While the literature on skeletal deformity associated with HME is extensive, there is a paucity of studies related to solitary osteochondroma and lower limb deformity. In 2008, Florez et al. reported that one patient had valgus knee deformity associated with a solitary mass in the proximal tibia among 113 cases of solitary osteochondroma. [4] Recently, Park et al. retrospectively reviewed 111 patients with solitary osteochondroma around the knee and found that it did not cause a clinically significant deformity of the lower extremity. However, they concluded that solitary osteochondroma in the distal femur was associated with shortening of the affected limb. [21] In our study, we demonstrated that solitary osteochondroma around the knee, especially the sessile type, was associated with lower extremity deformity.

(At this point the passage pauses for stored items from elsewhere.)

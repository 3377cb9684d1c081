//! Integrity run configuration.

use serde::{Deserialize, Serialize};

/// Number of executions scanned by default.
pub const DEFAULT_RECENT_EXECUTIONS: usize = 1000;

/// Page size used when walking the whole execution collection.
pub const DEFAULT_PAGE_SIZE: usize = 500;

/// Which executions the execution checker examines.
#[derive(Debug, Clone, Copy, PartialEq, Eq, Serialize, Deserialize)]
#[serde(tag = "mode", rename_all = "snake_case")]
pub enum ExecutionWindow {
    /// Only the most recent `limit` executions by `execution_date`.
    Recent { limit: usize },
    /// Every execution, fetched `page_size` records at a time.
    Full { page_size: usize },
}

impl Default for ExecutionWindow {
    fn default() -> Self {
        ExecutionWindow::Recent {
            limit: DEFAULT_RECENT_EXECUTIONS,
        }
    }
}

impl ExecutionWindow {
    /// Full scan with the default page size.
    pub fn full() -> Self {
        ExecutionWindow::Full {
            page_size: DEFAULT_PAGE_SIZE,
        }
    }

    pub fn describe(&self) -> String {
        match self {
            ExecutionWindow::Recent { limit } => format!("most recent {} executions", limit),
            ExecutionWindow::Full { page_size } => {
                format!("all executions (pages of {})", page_size)
            }
        }
    }
}

/// Settings for check runs.
#[derive(Debug, Clone, Default, PartialEq, Eq, Serialize, Deserialize)]
#[serde(default)]
pub struct IntegrityConfig {
    pub execution_window: ExecutionWindow,
}

impl IntegrityConfig {
    pub fn with_execution_window(mut self, window: ExecutionWindow) -> Self {
        self.execution_window = window;
        self
    }

    /// Rejects windows that could never make progress.
    pub fn validate(&self) -> Result<(), String> {
        match self.execution_window {
            ExecutionWindow::Recent { limit: 0 } => {
                Err("execution_window.limit must be greater than 0".to_string())
            }
            ExecutionWindow::Full { page_size: 0 } => {
                Err("execution_window.page_size must be greater than 0".to_string())
            }
            _ => Ok(()),
        }
    }
}

#[cfg(test)]
mod tests {
    use super::*;
    use serde_json::json;

    #[test]
    fn test_default_window_is_recent_thousand() {
        let config = IntegrityConfig::default();
        assert_eq!(
            config.execution_window,
            ExecutionWindow::Recent { limit: 1000 }
        );
        assert!(config.validate().is_ok());
    }

    #[test]
    fn test_window_deserialization() {
        let config: IntegrityConfig = serde_json::from_value(json!({
            "execution_window": { "mode": "full", "page_size": 200 }
        }))
        .unwrap();
        assert_eq!(
            config.execution_window,
            ExecutionWindow::Full { page_size: 200 }
        );

        let config: IntegrityConfig = serde_json::from_value(json!({})).unwrap();
        assert_eq!(config, IntegrityConfig::default());
    }

    #[test]
    fn test_zero_sized_windows_rejected() {
        let config =
            IntegrityConfig::default().with_execution_window(ExecutionWindow::Recent { limit: 0 });
        assert!(config.validate().is_err());

        let config = IntegrityConfig::default()
            .with_execution_window(ExecutionWindow::Full { page_size: 0 });
        assert!(config.validate().is_err());
    }
}
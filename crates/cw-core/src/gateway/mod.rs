//! Entity gateway for Checkwise.
//!
//! The hosted backend exposes the same record-store contract for every entity
//! kind: list (optionally sorted and bounded), filter by field equality, create
//! and partial update. This module models that contract as the generic
//! [`EntityStore`] trait and bundles one store per kind into an
//! [`EntityGateway`].
//!
//! Two implementations are provided:
//! - [`InMemoryStore`]: map-backed, used in tests and local runs.
//! - [`RestEntityStore`]: HTTP client for the hosted backend.

mod error;
pub mod memory;
pub mod rest;

pub use error::GatewayError;
pub use memory::{InMemoryGateway, InMemoryStore, StoreOperation};
pub use rest::{RestEntityStore, RestGatewayConfig};

use crate::models::{AuditLogRecord, Execution, Routine, Team, User};
use async_trait::async_trait;
use chrono::DateTime;
use serde::{de::DeserializeOwned, Serialize};
use serde_json::Value;
use std::cmp::Ordering;
use std::collections::BTreeMap;
use std::fmt;
use std::sync::Arc;

/// Entity kinds known to the hosted store.
#[derive(Debug, Clone, Copy, PartialEq, Eq, Hash)]
pub enum EntityKind {
    User,
    Team,
    Routine,
    Execution,
    AuditLog,
}

impl EntityKind {
    /// Returns the collection name used by the hosted store.
    pub fn as_str(&self) -> &'static str {
        match self {
            EntityKind::User => "User",
            EntityKind::Team => "Team",
            EntityKind::Routine => "Routine",
            EntityKind::Execution => "Execution",
            EntityKind::AuditLog => "AuditLog",
        }
    }
}

impl fmt::Display for EntityKind {
    fn fmt(&self, f: &mut fmt::Formatter<'_>) -> fmt::Result {
        write!(f, "{}", self.as_str())
    }
}

/// A record type held by the entity store.
pub trait Entity: Clone + Send + Sync + Serialize + DeserializeOwned + 'static {
    /// Partial update accepted by `EntityStore::update`.
    type Patch: Clone + Send + Sync + Serialize + fmt::Debug;

    /// Collection this record lives in.
    const KIND: EntityKind;

    fn id(&self) -> &str;

    /// Assigns the store-generated id on create.
    fn set_id(&mut self, id: String);

    /// Applies a partial update in place.
    fn apply_patch(&mut self, patch: &Self::Patch);
}

/// Sort order for list queries.
#[derive(Debug, Clone, PartialEq, Eq)]
pub struct SortKey {
    pub field: String,
    pub descending: bool,
}

impl SortKey {
    pub fn asc(field: impl Into<String>) -> Self {
        Self {
            field: field.into(),
            descending: false,
        }
    }

    pub fn desc(field: impl Into<String>) -> Self {
        Self {
            field: field.into(),
            descending: true,
        }
    }

    /// Encodes the key the way the hosted store expects it: `-field` for
    /// descending, `field` for ascending.
    pub fn to_param(&self) -> String {
        if self.descending {
            format!("-{}", self.field)
        } else {
            self.field.clone()
        }
    }
}

/// Parameters for `EntityStore::list`. The default lists the full collection
/// in store order.
#[derive(Debug, Clone, Default, PartialEq, Eq)]
pub struct ListQuery {
    pub sort: Option<SortKey>,
    pub limit: Option<usize>,
    pub skip: Option<usize>,
}

impl ListQuery {
    /// Lists the whole collection.
    pub fn all() -> Self {
        Self::default()
    }

    pub fn sorted_by(mut self, sort: SortKey) -> Self {
        self.sort = Some(sort);
        self
    }

    pub fn limit(mut self, limit: usize) -> Self {
        self.limit = Some(limit);
        self
    }

    pub fn skip(mut self, skip: usize) -> Self {
        self.skip = Some(skip);
        self
    }
}

/// Equality predicate for `EntityStore::filter`. A record matches when every
/// listed field equals the given value.
#[derive(Debug, Clone, Default, PartialEq)]
pub struct RecordFilter {
    fields: BTreeMap<String, Value>,
}

impl RecordFilter {
    pub fn new() -> Self {
        Self::default()
    }

    /// Filter matching a single record id.
    pub fn by_id(id: &str) -> Self {
        Self::new().eq("id", id)
    }

    /// Adds an equality condition.
    pub fn eq(mut self, field: impl Into<String>, value: impl Into<Value>) -> Self {
        self.fields.insert(field.into(), value.into());
        self
    }

    pub fn is_empty(&self) -> bool {
        self.fields.is_empty()
    }

    pub fn fields(&self) -> &BTreeMap<String, Value> {
        &self.fields
    }

    /// Returns true if the serialized record satisfies every condition.
    pub fn matches(&self, record: &Value) -> bool {
        self.fields
            .iter()
            .all(|(field, expected)| record.get(field) == Some(expected))
    }
}

/// Orders two serialized field values.
///
/// Missing values sort first. RFC 3339 strings are compared as instants so
/// that differing fractional-second precision does not break date ordering.
pub fn compare_field_values(a: Option<&Value>, b: Option<&Value>) -> Ordering {
    match (a, b) {
        (None, None) => Ordering::Equal,
        (None, Some(_)) => Ordering::Less,
        (Some(_), None) => Ordering::Greater,
        (Some(Value::Number(x)), Some(Value::Number(y))) => {
            let x = x.as_f64().unwrap_or_default();
            let y = y.as_f64().unwrap_or_default();
            x.partial_cmp(&y).unwrap_or(Ordering::Equal)
        }
        (Some(Value::String(x)), Some(Value::String(y))) => {
            match (DateTime::parse_from_rfc3339(x), DateTime::parse_from_rfc3339(y)) {
                (Ok(x), Ok(y)) => x.cmp(&y),
                _ => x.cmp(y),
            }
        }
        (Some(Value::Bool(x)), Some(Value::Bool(y))) => x.cmp(y),
        (Some(x), Some(y)) => x.to_string().cmp(&y.to_string()),
    }
}

/// Record-store contract shared by every entity kind.
#[async_trait]
pub trait EntityStore<T: Entity>: Send + Sync {
    /// Lists records, optionally sorted and bounded.
    async fn list(&self, query: &ListQuery) -> Result<Vec<T>, GatewayError>;

    /// Lists records matching every equality condition in `filter`.
    async fn filter(&self, filter: &RecordFilter) -> Result<Vec<T>, GatewayError>;

    /// Creates a record and returns it as stored.
    async fn create(&self, record: &T) -> Result<T, GatewayError>;

    /// Applies a partial update and returns the updated record.
    async fn update(&self, id: &str, patch: &T::Patch) -> Result<T, GatewayError>;

    /// Fetches a single record by id, straight from the store.
    async fn get(&self, id: &str) -> Result<Option<T>, GatewayError> {
        Ok(self.filter(&RecordFilter::by_id(id)).await?.into_iter().next())
    }

    /// Lists the full collection in store order.
    async fn list_all(&self) -> Result<Vec<T>, GatewayError> {
        self.list(&ListQuery::all()).await
    }
}

/// One store per entity kind.
#[derive(Clone)]
pub struct EntityGateway {
    pub users: Arc<dyn EntityStore<User>>,
    pub teams: Arc<dyn EntityStore<Team>>,
    pub routines: Arc<dyn EntityStore<Routine>>,
    pub executions: Arc<dyn EntityStore<Execution>>,
    pub audit_logs: Arc<dyn EntityStore<AuditLogRecord>>,
}

impl EntityGateway {
    /// Builds a gateway talking to the hosted backend over HTTP.
    pub fn rest(config: &RestGatewayConfig) -> Result<Self, GatewayError> {
        let client = rest::build_client(config)?;
        Ok(Self {
            users: Arc::new(RestEntityStore::<User>::with_client(client.clone(), config)),
            teams: Arc::new(RestEntityStore::<Team>::with_client(client.clone(), config)),
            routines: Arc::new(RestEntityStore::<Routine>::with_client(client.clone(), config)),
            executions: Arc::new(RestEntityStore::<Execution>::with_client(
                client.clone(),
                config,
            )),
            audit_logs: Arc::new(RestEntityStore::<AuditLogRecord>::with_client(
                client, config,
            )),
        })
    }
}

impl fmt::Debug for EntityGateway {
    fn fmt(&self, f: &mut fmt::Formatter<'_>) -> fmt::Result {
        f.debug_struct("EntityGateway").finish_non_exhaustive()
    }
}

This study had some limitations. First, a cross-sectional design was employed. Even if patients did not have lower extremity deformities at the time of the study, it is possible for them to develop deformities as their growth continues. Given that studies have shown that HME deformities become severe as skeletal maturation progresses, a long-term prospective study would be more informative. Second, there were insufficient data to perform statistical validation. We performed a univariate logistic regression analysis to analyze the risk factors instead of a multivariate analysis because of the insufficient number of deformities. The wide confidence interval for the ORs of risk factors might also be due to limited data. Therefore, further studies with larger cohorts are required to identify sophisticated risk factors for lower extremity deformity in patients with solitary osteochondromas. Third, the local biomechanical properties of the tumor, such as the size or width of the solitary osteochondroma, may also be a risk factor for deformity. As MRI is required to measure the accurate size of the tumor, we could not measure the tumor size or width because of the absence of MRI data for all patients. It is desirable that this dimension is included in future studies.